The problem - Below are the entries; return every line among them that holds the word "transforms".
★ ★ ★ ★
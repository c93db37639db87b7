use serde::{Deserialize, Serialize};

/// Semantic color tokens resolved by the renderer's active palette.
///
/// Data-driven fills (elevation bands, heatmap bins) travel as
/// [`Color`](crate::Color) instead.
#[derive(Debug, Clone, Copy, PartialEq, Eq, Hash, Serialize, Deserialize)]
pub enum ThemeToken {
    Background,

    /// The story's signature teal, used for section accents and highlights.
    Accent,
    AccentText,
    /// Text drawn on an accent-filled area.
    TextOnAccent,

    TextPrimary,
    TextMuted,

    // Bar chart
    BarMuted,
    BarLabelMuted,
    AxisLine,

    // Maps
    MapBackground,
    HexStroke,
    HeatStroke,
    HeatLabelOnDark,
    HeatLabelOnLight,
    MeteoriteMarker,

    // Timeline
    TimelineLine,
    TimelineMarker,
    TimelineHighlight,

    // Histograms
    HistogramBar,
    HistogramAxis,
    HistogramLabel,
}
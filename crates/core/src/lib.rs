//! Core of the icefield story: scroll and layout algorithms, data-to-visual
//! encodings, view transforms and the one-shot ETL over the museum export.

pub mod config;
pub mod encoding;
pub mod etl;
pub mod hexbin;
pub mod histogram;
pub mod model;
pub mod projection;
pub mod scroll;
pub mod svg;
pub mod timeline;
pub mod views;

pub use config::StoryConfig;
pub use scroll::{FadeEnvelope, RenderState, ScrollStep, opacity_for_progress};
pub use timeline::{LabelLayout, LineBounds, Timeline, TimelineEvent};
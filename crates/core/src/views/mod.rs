//! View transforms: data in, a flat list of [`RenderCommand`]s out.
//!
//! [`RenderCommand`]: icefield_protocol::RenderCommand

pub mod heatmap;
pub mod histogram;
pub mod locations;
pub mod map;
pub mod story;
pub mod timeline;

pub use heatmap::render_heatmap;
pub use histogram::{render_weight_histogram, render_year_histogram};
pub use locations::render_locations;
pub use story::{StepId, StoryData, render_scroll};
pub use timeline::{render_portrait_timeline, render_timeline};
★ ★ ★ ★
Written answer -
//! encodings, view transforms and the one-shot ETL over the museum export.
//! View transforms: data in, a flat list of [`RenderCommand`]s out.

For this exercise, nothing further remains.